EXPOSICIONES TEMPORALES DE MUSEO DE LA INSURGENCIA


Loö Litz Beë La casa del viento – Baldomero Robles

DEL 21 DE MARZO AL 19 DE MAYO DE 2019

Tras años de vivir en la ciudad de Oaxaca, dedicarse al fotoperiodismo y ser punk, Baldomero Robles regresó a San pedro Cajonos, La comunidad en la sierra norte de Oaxaca en la que vivió durante su niñez. Lo empuja la necesidad de acceder a su propia memoria y a un espacio cargado de resonancias internas y culturales. El arraigado sentido de pertenencia o quizá la profunda añoranza de pertenecer, se articula en la obra de Robles de una manera compleja. El deseo de retorno a la infancia, simbolizado por la cultura zapoteca natal, convierte sus fotografías en una mirada desde el interior y el exterior, mostrando la contradicción del México contemporáneo cruzado por el choque y el desgarramiento social y cultural. 

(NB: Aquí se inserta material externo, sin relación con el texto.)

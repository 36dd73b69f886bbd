use std::collections::{HashMap, HashSet};
use std::fs;
use std::sync::{Arc, Mutex};

use importer_core::{Block, FailurePolicy, FilenameCollision, FrontMatter};
use importer_engine::{
    parse_document, Converter, FailureKind, FetchError, ImportError, ImportEvent, ImportSink,
    Importer, NotionSource, RawBlock, RawPage, ResultPage,
};
use pretty_assertions::assert_eq;
use serde_json::{json, Value};
use tempfile::TempDir;

#[derive(Default)]
struct FakeSource {
    pages: Vec<Value>,
    children: HashMap<String, Vec<Value>>,
    failing_blocks: HashSet<String>,
    listing_fails: bool,
}

impl FakeSource {
    fn with_page(mut self, page: Value, blocks: Vec<Value>) -> Self {
        let id = page["id"].as_str().unwrap().to_string();
        self.pages.push(page);
        self.children.insert(id, blocks);
        self
    }

    fn failing(mut self, block_id: &str) -> Self {
        self.failing_blocks.insert(block_id.to_string());
        self
    }
}

fn network_error() -> FetchError {
    FetchError {
        kind: FailureKind::Network,
        message: "connection reset".into(),
    }
}

#[async_trait::async_trait]
impl NotionSource for FakeSource {
    // Serves the rows one per page to exercise cursor handling.
    async fn query_database(
        &self,
        _database_id: &str,
        cursor: Option<&str>,
    ) -> Result<ResultPage<RawPage>, FetchError> {
        if self.listing_fails {
            return Err(network_error());
        }
        let index: usize = cursor.map(|c| c.parse().unwrap()).unwrap_or(0);
        let results = self
            .pages
            .get(index)
            .map(|p| vec![serde_json::from_value(p.clone()).unwrap()])
            .unwrap_or_default();
        let has_more = index + 1 < self.pages.len();
        Ok(ResultPage {
            results,
            has_more,
            next_cursor: has_more.then(|| (index + 1).to_string()),
        })
    }

    async fn block_children(
        &self,
        block_id: &str,
        _cursor: Option<&str>,
    ) -> Result<ResultPage<RawBlock>, FetchError> {
        if self.failing_blocks.contains(block_id) {
            return Err(network_error());
        }
        let results = self
            .children
            .get(block_id)
            .cloned()
            .unwrap_or_default()
            .into_iter()
            .map(|b| serde_json::from_value(b).unwrap())
            .collect();
        Ok(ResultPage {
            results,
            has_more: false,
            next_cursor: None,
        })
    }
}

#[derive(Default)]
struct CollectingSink {
    events: Mutex<Vec<ImportEvent>>,
}

impl CollectingSink {
    fn take(&self) -> Vec<ImportEvent> {
        self.events.lock().unwrap().drain(..).collect()
    }
}

impl ImportSink for CollectingSink {
    fn emit(&self, event: ImportEvent) {
        self.events.lock().unwrap().push(event);
    }
}

fn page(id: &str, title: &str) -> Value {
    json!({
        "id": id,
        "created_time": "2024-01-01T00:00:00Z",
        "properties": {
            "Name": { "type": "title", "title": [{ "plain_text": title }] }
        }
    })
}

fn paragraph(id: &str, text: &str) -> Value {
    json!({
        "id": id, "type": "paragraph", "has_children": false,
        "paragraph": { "rich_text": [{ "plain_text": text }] }
    })
}

fn importer(source: FakeSource, dir: &TempDir) -> Importer {
    Importer::new(Arc::new(source), "db", dir.path().join("posts"))
}

fn read(dir: &TempDir, filename: &str) -> (FrontMatter, String) {
    let content = fs::read_to_string(dir.path().join("posts").join(filename)).unwrap();
    parse_document(&content).unwrap()
}

#[tokio::test]
async fn first_post_is_written_with_expected_front_matter() {
    importer_logging::initialize_for_tests();
    let entry = json!({
        "id": "p1",
        "created_time": "2024-01-01T00:00:00Z",
        "icon": { "type": "emoji", "emoji": "🚀" },
        "properties": {
            "Name": { "type": "title", "title": [{ "plain_text": "My First Post" }] },
            "date": { "type": "date", "date": null },
            "tags": { "type": "multi_select", "multi_select": [{ "name": "go" }, { "name": "rust" }] },
            "series": { "type": "select", "select": null }
        }
    });
    let source = FakeSource::default().with_page(entry, vec![paragraph("b1", "Hello")]);
    let dir = TempDir::new().unwrap();
    let sink = CollectingSink::default();

    let report = importer(source, &dir).run(&sink).await.unwrap();

    assert!(report.is_success());
    assert_eq!(report.written[0].filename, "my-first-post.md");
    let (front_matter, body) = read(&dir, "my-first-post.md");
    assert_eq!(
        front_matter,
        FrontMatter {
            title: "My First Post".into(),
            date: "2024-01-01T00:00:00Z".into(),
            tags: vec!["go".into(), "rust".into()],
            series: String::new(),
            emoji: "🚀".into(),
        }
    );
    assert_eq!(body, "Hello");

    let events = sink.take();
    assert_eq!(events[0], ImportEvent::EntriesFetched { count: 1 });
    assert!(matches!(
        &events[1],
        ImportEvent::EntryWritten { filename, .. } if filename == "my-first-post.md"
    ));
}

#[tokio::test]
async fn explicit_date_and_series_come_from_properties() {
    let entry = json!({
        "id": "p1",
        "created_time": "2024-01-01T00:00:00Z",
        "properties": {
            "Title": { "type": "title", "title": [{ "plain_text": "Dated" }] },
            "Date": { "type": "date", "date": { "start": "2023-07-04", "end": null } },
            "Series": { "type": "rich_text", "rich_text": [{ "plain_text": "Rust Basics" }] }
        }
    });
    let source = FakeSource::default().with_page(entry, Vec::new());
    let dir = TempDir::new().unwrap();

    importer(source, &dir)
        .run(&CollectingSink::default())
        .await
        .unwrap();

    let (front_matter, _) = read(&dir, "dated.md");
    assert_eq!(front_matter.date, "2023-07-04");
    assert_eq!(front_matter.series, "Rust Basics");
}

#[tokio::test]
async fn empty_title_uses_placeholder_filename() {
    let source = FakeSource::default().with_page(page("p1", ""), Vec::new());
    let dir = TempDir::new().unwrap();

    let report = importer(source, &dir)
        .run(&CollectingSink::default())
        .await
        .unwrap();

    assert_eq!(report.written[0].filename, "제목-없음.md");
    let (front_matter, _) = read(&dir, "제목-없음.md");
    assert_eq!(front_matter.title, "제목 없음");
}

#[tokio::test]
async fn whitespace_variant_titles_collide_and_last_fetched_wins() {
    let source = FakeSource::default()
        .with_page(page("p1", "Hello World"), vec![paragraph("a", "first body")])
        .with_page(page("p2", "Hello  World"), vec![paragraph("b", "second body")]);
    let dir = TempDir::new().unwrap();
    let sink = CollectingSink::default();

    let report = importer(source, &dir).run(&sink).await.unwrap();

    assert_eq!(report.written.len(), 2);
    let expected = FilenameCollision {
        filename: "hello-world.md".into(),
        overwritten_entry_id: "p1".into(),
        entry_id: "p2".into(),
    };
    assert_eq!(report.collisions, vec![expected.clone()]);
    assert!(sink
        .take()
        .contains(&ImportEvent::FilenameCollision(expected)));

    let (front_matter, body) = read(&dir, "hello-world.md");
    assert_eq!(front_matter.title, "Hello  World");
    assert_eq!(body, "second body");
}

#[tokio::test]
async fn unrecognized_block_keeps_entry_and_sibling_order() {
    let blocks = vec![
        paragraph("b1", "alpha"),
        json!({
            "id": "b2", "type": "meeting_notes", "has_children": false,
            "meeting_notes": { "title": "whatever" }
        }),
        json!({
            "id": "b3", "type": "synced_block", "has_children": true,
            "synced_block": { "synced_from": null }
        }),
        paragraph("b4", "omega"),
    ];
    let mut source = FakeSource::default().with_page(page("p1", "Mixed"), blocks);
    source
        .children
        .insert("b3".into(), vec![paragraph("b3a", "inside synced")]);
    let dir = TempDir::new().unwrap();

    let report = importer(source, &dir)
        .run(&CollectingSink::default())
        .await
        .unwrap();

    assert!(report.is_success());
    let (_, body) = read(&dir, "mixed.md");
    assert_eq!(body, "alpha\n\ninside synced\n\nomega");
}

#[tokio::test]
async fn failed_entry_is_reported_and_batch_continues() {
    let source = FakeSource::default()
        .with_page(page("good-1", "One"), vec![paragraph("a", "one")])
        .with_page(page("bad", "Two"), Vec::new())
        .with_page(page("good-2", "Three"), vec![paragraph("c", "three")])
        .failing("bad");
    let dir = TempDir::new().unwrap();
    let sink = CollectingSink::default();

    let report = importer(source, &dir).run(&sink).await.unwrap();

    assert!(!report.is_success());
    assert!(!report.aborted);
    assert_eq!(report.failed_ids(), vec!["bad"]);
    assert_eq!(report.written.len(), 2);
    assert!(dir.path().join("posts").join("one.md").exists());
    assert!(!dir.path().join("posts").join("two.md").exists());
    assert!(dir.path().join("posts").join("three.md").exists());
    assert!(sink
        .take()
        .iter()
        .any(|e| matches!(e, ImportEvent::EntryFailed { entry_id, .. } if entry_id == "bad")));
}

#[tokio::test]
async fn abort_policy_stops_at_first_failure() {
    let source = FakeSource::default()
        .with_page(page("bad", "Two"), Vec::new())
        .with_page(page("good", "Three"), Vec::new())
        .failing("bad");
    let dir = TempDir::new().unwrap();

    let report = importer(source, &dir)
        .with_failure_policy(FailurePolicy::Abort)
        .run(&CollectingSink::default())
        .await
        .unwrap();

    assert!(report.aborted);
    assert_eq!(report.failed_ids(), vec!["bad"]);
    assert!(report.written.is_empty());
}

#[tokio::test]
async fn listing_failure_is_fatal_and_writes_nothing() {
    let source = FakeSource {
        listing_fails: true,
        ..FakeSource::default()
    };
    let dir = TempDir::new().unwrap();

    let err = importer(source, &dir)
        .run(&CollectingSink::default())
        .await
        .unwrap_err();

    assert!(matches!(err, ImportError::Fetch(ref e) if e.kind == FailureKind::Network));
    let written: Vec<_> = fs::read_dir(dir.path().join("posts")).unwrap().collect();
    assert!(written.is_empty());
}

#[tokio::test]
async fn rerun_refreshes_existing_files() {
    let dir = TempDir::new().unwrap();
    let first = FakeSource::default().with_page(page("p1", "Post"), vec![paragraph("a", "old")]);
    importer(first, &dir)
        .run(&CollectingSink::default())
        .await
        .unwrap();

    let second = FakeSource::default().with_page(page("p1", "Post"), vec![paragraph("a", "new")]);
    importer(second, &dir)
        .run(&CollectingSink::default())
        .await
        .unwrap();

    let (_, body) = read(&dir, "post.md");
    assert_eq!(body, "new");
}

struct BlockCountConverter;

impl Converter for BlockCountConverter {
    fn to_markdown(&self, blocks: &[Block]) -> String {
        format!("{} blocks", blocks.len())
    }
}

#[tokio::test]
async fn custom_converter_renders_the_body() {
    let source = FakeSource::default().with_page(
        page("p1", "Counted"),
        vec![paragraph("b1", "one"), paragraph("b2", "two")],
    );
    let dir = TempDir::new().unwrap();

    importer(source, &dir)
        .with_converter(Arc::new(BlockCountConverter))
        .run(&CollectingSink::default())
        .await
        .unwrap();

    let (front_matter, body) = read(&dir, "counted.md");
    assert_eq!(front_matter.title, "Counted");
    assert_eq!(body, "2 blocks");
}
use std::path::PathBuf;
use std::sync::Arc;

use importer_core::{
    normalize_entry, BatchReport, FailedEntry, FailurePolicy, FilenameCollision, RemoteEntry,
    WrittenEntry,
};
use importer_logging::{importer_debug, importer_error, importer_info, importer_warn};

use crate::config::ImportConfig;
use crate::convert::{Converter, MarkdownConverter};
use crate::fetch::{fetch_all_entries, fetch_block_tree, NotionHttpClient, NotionSource};
use crate::frontmatter::render_document;
use crate::persist::{ensure_output_dir, AtomicFileWriter};
use crate::{EntryError, FetchError, ImportError, ImportEvent};

pub trait ImportSink: Send + Sync {
    fn emit(&self, event: ImportEvent);
}

/// Reports progress through the log: one line per written file.
#[derive(Debug, Default, Clone, Copy)]
pub struct LoggingSink;

impl ImportSink for LoggingSink {
    fn emit(&self, event: ImportEvent) {
        match event {
            ImportEvent::EntriesFetched { count } => importer_info!("{count} entries to import"),
            ImportEvent::EntryWritten { filename, .. } => importer_info!("✔ {filename} written"),
            ImportEvent::EntryFailed { entry_id, message } => {
                importer_error!("✘ entry {entry_id} failed: {message}")
            }
            ImportEvent::FilenameCollision(collision) => importer_warn!(
                "{} was already written by entry {} in this run; entry {} overwrites it",
                collision.filename,
                collision.overwritten_entry_id,
                collision.entry_id
            ),
        }
    }
}

/// Pulls every entry of one database and writes one document per entry.
pub struct Importer {
    source: Arc<dyn NotionSource>,
    converter: Arc<dyn Converter>,
    writer: AtomicFileWriter,
    database_id: String,
    policy: FailurePolicy,
}

impl Importer {
    pub fn new(
        source: Arc<dyn NotionSource>,
        database_id: impl Into<String>,
        output_dir: PathBuf,
    ) -> Self {
        Self {
            source,
            converter: Arc::new(MarkdownConverter),
            writer: AtomicFileWriter::new(output_dir),
            database_id: database_id.into(),
            policy: FailurePolicy::default(),
        }
    }

    pub fn from_config(config: &ImportConfig) -> Result<Self, FetchError> {
        let client = NotionHttpClient::new(config)?;
        Ok(Self::new(
            Arc::new(client),
            config.database_id.clone(),
            config.output_dir.clone(),
        )
        .with_failure_policy(config.failure_policy))
    }

    pub fn with_converter(mut self, converter: Arc<dyn Converter>) -> Self {
        self.converter = converter;
        self
    }

    pub fn with_failure_policy(mut self, policy: FailurePolicy) -> Self {
        self.policy = policy;
        self
    }

    /// Run one batch. Only an unusable output directory or a failed entry
    /// listing is fatal; per-entry failures end up in the report.
    pub async fn run(&self, sink: &dyn ImportSink) -> Result<BatchReport, ImportError> {
        ensure_output_dir(self.writer.dir())?;

        let entries = fetch_all_entries(self.source.as_ref(), &self.database_id).await?;
        sink.emit(ImportEvent::EntriesFetched {
            count: entries.len(),
        });

        let mut report = BatchReport::default();
        for entry in entries {
            let entry_id = entry.id.clone();
            match self.import_entry(entry).await {
                Ok(written) => {
                    if let Some(previous) = report.last_writer_of(&written.filename) {
                        let collision = FilenameCollision {
                            filename: written.filename.clone(),
                            overwritten_entry_id: previous.clone(),
                            entry_id: written.entry_id.clone(),
                        };
                        sink.emit(ImportEvent::FilenameCollision(collision.clone()));
                        report.collisions.push(collision);
                    }
                    sink.emit(ImportEvent::EntryWritten {
                        entry_id: written.entry_id.clone(),
                        filename: written.filename.clone(),
                        path: written.path.clone(),
                    });
                    report.record(Ok(written));
                }
                Err(err) => {
                    sink.emit(ImportEvent::EntryFailed {
                        entry_id: entry_id.clone(),
                        message: err.to_string(),
                    });
                    report.record(Err(FailedEntry {
                        entry_id,
                        reason: err.to_string(),
                    }));
                    if self.policy == FailurePolicy::Abort {
                        report.aborted = true;
                        break;
                    }
                }
            }
        }

        importer_debug!(
            "batch finished: {} written, {} failed, {} collisions",
            report.written.len(),
            report.failed.len(),
            report.collisions.len()
        );
        Ok(report)
    }

    /// Fetch, convert, normalize and write a single entry.
    pub async fn import_entry(&self, mut entry: RemoteEntry) -> Result<WrittenEntry, EntryError> {
        let blocks = fetch_block_tree(self.source.as_ref(), &entry.id).await?;
        entry.blocks = blocks;

        let body = self.converter.to_markdown(&entry.blocks);
        let doc = normalize_entry(&entry, body);
        let content = render_document(&doc)?;
        let path = self.writer.write(&doc.filename, &content)?;

        Ok(WrittenEntry {
            entry_id: entry.id,
            filename: doc.filename,
            path,
        })
    }
}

Las imágenes se construyen en acciones que el autor provoca, en las que se integra la interacción con personajes, escenas y escenarios imaginados y encontrados, pasado y presente. Se amalgaman orgánicamente elementos visuales de la fotografía actual con imaginarios personales y locales, que nos permiten compartir una cosmovisión rica en historia y simbolismos desde la mirada de un autor consiente de su lenguaje. La lengua zapoteca y su relación con los conceptos de la representación son centrales en el desarrollo de su obra. Tomando algunas palabras como referencia, y encontrándose con la ausencia de traducciones exactas en castellano, aborda los conceptos mediante la fotografía, articulando una reflexión sobre el vínculo entre la realidad y su representación en la dimensión metafórica y profunda de la relación entre lenguaje y el medio.

Texto: Ana Casas Broda


Día de muertos en Atzompa – Fernando Franco Sevilla

6 DE NOVIEMBRE DEL 2018

Un hombre joven apenas repara en la miríada de velas en el campo santo de Santa María Atzompa, en el sureño estado mexicano de Oaxaca. Su mirada parece imantada por la pantalla de un dispositivo móvil. Es un registro que no exige grandes discursos, pero que ilustra el equilibrio entre las tradiciones y los elementos de la actualidad en el México moderno. “Los jóvenes –aventura Franco- parecen estar ahí por respeto a los adultos mayores; no totalmente convencidos.”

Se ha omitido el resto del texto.